■ Material to process ■
#[derive(Debug, Clone, Copy, PartialEq, Eq)]
pub enum ArgKind {
    Address,
    TxHash,
    /// Number, block hash or tag.
    BlockIdentifier,
    /// Number or tag, no hashes.
    BlockNumber,
    Text,
    Count { min: u64, max: u64 },
    /// JSON integer is wei; a string is a decimal ether amount.
    EtherAmount,
    /// Integer wei, as a JSON integer or decimal string.
    WeiAmount,
    /// Decimal number whose precision depends on a unit given elsewhere.
    Decimal,
    Unit,
    EnsName,
    Abi,
    JsonArray,
    HexData,
    Bool,
}

impl ArgKind {
    fn schema(&self) -> Value {
        match self {
            ArgKind::Address | ArgKind::TxHash | ArgKind::Text | ArgKind::EnsName | ArgKind::HexData => {
                json!({"type": "string"})
            }
            ArgKind::Unit => json!({"type": "string", "enum": ["wei", "gwei", "ether"]}),
            ArgKind::BlockIdentifier | ArgKind::BlockNumber => json!({"type": ["string", "integer"]}),
            ArgKind::Count { min, max } => json!({"type": "integer", "minimum": min, "maximum": max}),
            ArgKind::EtherAmount | ArgKind::WeiAmount => json!({"type": ["string", "integer"]}),
            ArgKind::Decimal => json!({"type": ["string", "number"]}),
            ArgKind::Abi => json!({"type": ["string", "array"]}),
            ArgKind::JsonArray => json!({"type": "array"}),
            ArgKind::Bool => json!({"type": "boolean"}),
        }
    }
}

#[derive(Debug, Clone, Copy)]
pub struct ArgDef {
    pub name: &'static str,
    pub kind: ArgKind,
    pub required: bool,
    pub description: &'static str,
    /// Alternative spellings accepted on input.
    pub aliases: &'static [&'static str],
}

const fn arg(name: &'static str, kind: ArgKind, description: &'static str) -> ArgDef {
    ArgDef {
        name,
        kind,
        required: true,
        description,
        aliases: &[],
    }
}

const fn opt(name: &'static str, kind: ArgKind, description: &'static str) -> ArgDef {
    ArgDef {
        name,
        kind,
        required: false,
        description,
        aliases: &[],
    }
}

#[derive(Debug, Clone, Copy, PartialEq, Eq, Hash)]
pub enum ToolKind {
    GetBalance,
    GetTokenBalance,
    GetAccountInfo,
    GetTokenMetadata,
    GetTokenPrice,
    SearchTokens,
    GetTransaction,
    GetTransactionReceipt,
    EstimateGas,
    DecodeTransactionInput,
    GetBlock,
    GetLatestBlocks,
    AnalyzeBlockRange,
    ReadContract,
    GetContractInfo,
    EstimateContractGas,
    GetContractEvents,
    ResolveEnsName,
    ReverseResolveEns,
    GetEnsRecords,
    GetSupportedNetworks,
    GetNetworkStatus,
    GetGasPrice,
    ConvertUnits,
    ValidateAddress,
}

#[derive(Debug, Clone, Copy)]
pub struct ToolDef {
    pub name: &'static str,
    pub description: &'static str,
    pub kind: ToolKind,
    pub args: &'static [ArgDef],
    pub capability: Option<Capability>,
    pub ttl: TtlClass,
    pub scope: NetworkScope,
}

pub const MAX_LATEST_BLOCKS: u64 = 20;
pub const MAX_SEARCH_RESULTS: u64 = 50;

const ADDRESS: ArgDef = arg("address", ArgKind::Address, "0x-prefixed account address");
const TOKEN_ADDRESS: ArgDef = arg("token_address", ArgKind::Address, "ERC-20 token contract address");
const CONTRACT_ADDRESS: ArgDef = arg("contract_address", ArgKind::Address, "Contract address");
const TX_HASH: ArgDef = arg("tx_hash", ArgKind::TxHash, "Transaction hash (0x + 64 hex)");
const ENS_NAME: ArgDef = arg("ens_name", ArgKind::EnsName, "ENS name, e.g. vitalik.eth");
const FUNCTION_NAME: ArgDef = arg("function_name", ArgKind::Text, "Contract function name");
const ABI: ArgDef = opt("abi", ArgKind::Abi, "Contract ABI (JSON array or string); defaults to ERC-20");
const CALL_ARGS: ArgDef = opt("args", ArgKind::JsonArray, "Function arguments in ABI order");
//! Upstream JSON-RPC seam.
//!
//! Tool services talk to an [`EvmRpc`] trait object rather than to
//! `Provider<Http>` directly, so the pool can hand out guarded clients and
//! tests can substitute an in-memory node.

use std::sync::Arc;
use std::time::Duration;

use async_trait::async_trait;
use ethers::{
    providers::{Http, Middleware, Provider},
    types::{
        transaction::eip2718::TypedTransaction, Address, Block, BlockId, BlockNumber, Bytes,
        FeeHistory, Filter, Log, Transaction, TransactionReceipt, H256, U256, U64,
    },
};
use tokio::time::timeout;

use crate::blockchain::rate_limit::RateLimiter;
use crate::blockchain::registry::NetworkConfig;
use crate::error::ToolError;

/// The subset of node RPC the tools need. Errors are already classified.
#[async_trait]
pub trait EvmRpc: Send + Sync {
    async fn block_number(&self) -> Result<U64, ToolError>;
    async fn chain_id(&self) -> Result<U256, ToolError>;
    async fn get_balance(&self, address: Address, block: Option<BlockId>) -> Result<U256, ToolError>;
    async fn get_transaction_count(
        &self,
        address: Address,
        block: Option<BlockId>,
    ) -> Result<U256, ToolError>;
    async fn get_code(&self, address: Address, block: Option<BlockId>) -> Result<Bytes, ToolError>;
    async fn gas_price(&self) -> Result<U256, ToolError>;
    async fn fee_history(
        &self,
        block_count: u64,
        newest: BlockNumber,
        percentiles: &[f64],
    ) -> Result<FeeHistory, ToolError>;
    async fn get_block(&self, id: BlockId) -> Result<Option<Block<H256>>, ToolError>;
    async fn get_block_with_txs(&self, id: BlockId) -> Result<Option<Block<Transaction>>, ToolError>;
    async fn get_transaction(&self, hash: H256) -> Result<Option<Transaction>, ToolError>;
    async fn get_transaction_receipt(
        &self,
        hash: H256,
    ) -> Result<Option<TransactionReceipt>, ToolError>;
    async fn estimate_gas(&self, tx: &TypedTransaction) -> Result<U256, ToolError>;
    async fn call(&self, tx: &TypedTransaction) -> Result<Bytes, ToolError>;
    async fn get_logs(&self, filter: &Filter) -> Result<Vec<Log>, ToolError>;
    async fn resolve_name(&self, name: &str) -> Result<Address, ToolError>;
    async fn lookup_address(&self, address: Address) -> Result<String, ToolError>;
    async fn resolve_field(&self, name: &str, field: &str) -> Result<String, ToolError>;
}

/// `ethers` HTTP provider behind the [`EvmRpc`] seam.
#[derive(Debug, Clone)]
pub struct ProviderRpc {
    provider: Provider<Http>,
}

impl ProviderRpc {
    pub fn new(provider: Provider<Http>) -> Self {
        Self { provider }
    }
}

#[async_trait]
impl EvmRpc for ProviderRpc {
    async fn block_number(&self) -> Result<U64, ToolError> {
        Ok(self.provider.get_block_number().await?)
    }

    async fn chain_id(&self) -> Result<U256, ToolError> {
        Ok(self.provider.get_chainid().await?)
    }

    async fn get_balance(&self, address: Address, block: Option<BlockId>) -> Result<U256, ToolError> {
        Ok(self.provider.get_balance(address, block).await?)
    }

    async fn get_transaction_count(
        &self,
        address: Address,
        block: Option<BlockId>,
    ) -> Result<U256, ToolError> {
        Ok(self.provider.get_transaction_count(address, block).await?)
    }

    async fn get_code(&self, address: Address, block: Option<BlockId>) -> Result<Bytes, ToolError> {
        Ok(self.provider.get_code(address, block).await?)
    }

    async fn gas_price(&self) -> Result<U256, ToolError> {
        Ok(self.provider.get_gas_price().await?)
    }

    async fn fee_history(
        &self,
        block_count: u64,
        newest: BlockNumber,
        percentiles: &[f64],
    ) -> Result<FeeHistory, ToolError> {
        Ok(self
            .provider
            .fee_history(U256::from(block_count), newest, percentiles)
            .await?)
    }

    async fn get_block(&self, id: BlockId) -> Result<Option<Block<H256>>, ToolError> {
        Ok(self.provider.get_block(id).await?)
    }

    async fn get_block_with_txs(&self, id: BlockId) -> Result<Option<Block<Transaction>>, ToolError> {
        Ok(self.provider.get_block_with_txs(id).await?)
    }

    async fn get_transaction(&self, hash: H256) -> Result<Option<Transaction>, ToolError> {
        Ok(self.provider.get_transaction(hash).await?)
    }

    async fn get_transaction_receipt(
        &self,
        hash: H256,
    ) -> Result<Option<TransactionReceipt>, ToolError> {
        Ok(self.provider.get_transaction_receipt(hash).await?)
    }

    async fn estimate_gas(&self, tx: &TypedTransaction) -> Result<U256, ToolError> {
        Ok(self.provider.estimate_gas(tx, None).await?)
    }

    async fn call(&self, tx: &TypedTransaction) -> Result<Bytes, ToolError> {
        Ok(self.provider.call(tx, None).await?)
    }

    async fn get_logs(&self, filter: &Filter) -> Result<Vec<Log>, ToolError> {
        Ok(self.provider.get_logs(filter).await?)
    }

    async fn resolve_name(&self, name: &str) -> Result<Address, ToolError> {
        Ok(self.provider.resolve_name(name).await?)
    }

    async fn lookup_address(&self, address: Address) -> Result<String, ToolError> {
        Ok(self.provider.lookup_address(address).await?)
    }

    async fn resolve_field(&self, name: &str, field: &str) -> Result<String, ToolError> {
        Ok(self.provider.resolve_field(name, field).await?)
    }
}

/// Builds fresh clients for the pool.
pub trait Connector: Send + Sync {
    fn connect(&self, network: &NetworkConfig) -> Result<Arc<dyn EvmRpc>, ToolError>;
}

/// Default connector: one `Provider<Http>` per endpoint.
#[derive(Debug, Clone, Default)]
pub struct HttpConnector;

impl Connector for HttpConnector {
    fn connect(&self, network: &NetworkConfig) -> Result<Arc<dyn EvmRpc>, ToolError> {
        let provider = Provider::<Http>::try_from(network.endpoint_url.as_str()).map_err(|e| {
            ToolError::connection(format!(
                "Failed to create provider for {}: {}",
                network.name, e
            ))
        })?;
        Ok(Arc::new(ProviderRpc::new(provider)))
    }
}

/// Client handed to tool services: every call takes a rate-limit permit for
/// its network and runs under the upstream timeout.
#[derive(Clone)]
pub struct GuardedRpc {
    inner: Arc<dyn EvmRpc>,
    limiter: RateLimiter,
    network: String,
    timeout: Duration,
}

impl GuardedRpc {
    pub fn new(inner: Arc<dyn EvmRpc>, limiter: RateLimiter, network: &str, timeout: Duration) -> Self {
        Self {
            inner,
            limiter,
            network: network.to_string(),
            timeout,
        }
    }

    async fn guard<T, F>(&self, method: &str, fut: F) -> Result<T, ToolError>
    where
        F: std::future::Future<Output = Result<T, ToolError>> + Send,
    {
        self.limiter.acquire(&self.network).await?;
        match timeout(self.timeout, fut).await {
            Ok(result) => result,
            Err(_) => Err(ToolError::timeout(format!(
                "{} on {} timed out after {}s",
                method,
                self.network,
                self.timeout.as_secs_f64()
            ))),
        }
    }
}

#[async_trait]
impl EvmRpc for GuardedRpc {
    async fn block_number(&self) -> Result<U64, ToolError> {
        self.guard("eth_blockNumber", self.inner.block_number()).await
    }

    async fn chain_id(&self) -> Result<U256, ToolError> {
        self.guard("eth_chainId", self.inner.chain_id()).await
    }

    async fn get_balance(&self, address: Address, block: Option<BlockId>) -> Result<U256, ToolError> {
        self.guard("eth_getBalance", self.inner.get_balance(address, block))
            .await
    }

    async fn get_transaction_count(
        &self,
        address: Address,
        block: Option<BlockId>,
    ) -> Result<U256, ToolError> {
        self.guard(
            "eth_getTransactionCount",
            self.inner.get_transaction_count(address, block),
        )
        .await
    }

    async fn get_code(&self, address: Address, block: Option<BlockId>) -> Result<Bytes, ToolError> {
        self.guard("eth_getCode", self.inner.get_code(address, block))
            .await
    }

    async fn gas_price(&self) -> Result<U256, ToolError> {
        self.guard("eth_gasPrice", self.inner.gas_price()).await
    }

    async fn fee_history(
        &self,
        block_count: u64,
        newest: BlockNumber,
        percentiles: &[f64],
    ) -> Result<FeeHistory, ToolError> {
        self.guard(
            "eth_feeHistory",
            self.inner.fee_history(block_count, newest, percentiles),
        )
        .await
    }

    async fn get_block(&self, id: BlockId) -> Result<Option<Block<H256>>, ToolError> {
        self.guard("eth_getBlockByNumber", self.inner.get_block(id)).await
    }

    async fn get_block_with_txs(&self, id: BlockId) -> Result<Option<Block<Transaction>>, ToolError> {
        self.guard("eth_getBlockByNumber", self.inner.get_block_with_txs(id))
            .await
    }

    async fn get_transaction(&self, hash: H256) -> Result<Option<Transaction>, ToolError> {
        self.guard("eth_getTransactionByHash", self.inner.get_transaction(hash))
            .await
    }

    async fn get_transaction_receipt(
        &self,
        hash: H256,
    ) -> Result<Option<TransactionReceipt>, ToolError> {
        self.guard(
            "eth_getTransactionReceipt",
            self.inner.get_transaction_receipt(hash),
        )
        .await
    }

    async fn estimate_gas(&self, tx: &TypedTransaction) -> Result<U256, ToolError> {
        self.guard("eth_estimateGas", self.inner.estimate_gas(tx)).await
    }

    async fn call(&self, tx: &TypedTransaction) -> Result<Bytes, ToolError> {
        self.guard("eth_call", self.inner.call(tx)).await
    }

    async fn get_logs(&self, filter: &Filter) -> Result<Vec<Log>, ToolError> {
        self.guard("eth_getLogs", self.inner.get_logs(filter)).await
    }

    async fn resolve_name(&self, name: &str) -> Result<Address, ToolError> {
        self.guard("ens_resolve", self.inner.resolve_name(name)).await
    }

    async fn lookup_address(&self, address: Address) -> Result<String, ToolError> {
        self.guard("ens_lookup", self.inner.lookup_address(address))
            .await
    }

    async fn resolve_field(&self, name: &str, field: &str) -> Result<String, ToolError> {
        self.guard("ens_text", self.inner.resolve_field(name, field))
            .await
    }
}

■ Exercise objective ■
In the listing above, find each line with the word "integer" and copy it.

■ Response ■
    /// JSON integer is wei; a string is a decimal ether amount.
    /// Integer wei, as a JSON integer or decimal string.
            ArgKind::BlockIdentifier | ArgKind::BlockNumber => json!({"type": ["string", "integer"]}),
            ArgKind::Count { min, max } => json!({"type": "integer", "minimum": min, "maximum": max}),
            ArgKind::EtherAmount | ArgKind::WeiAmount => json!({"type": ["string", "integer"]}),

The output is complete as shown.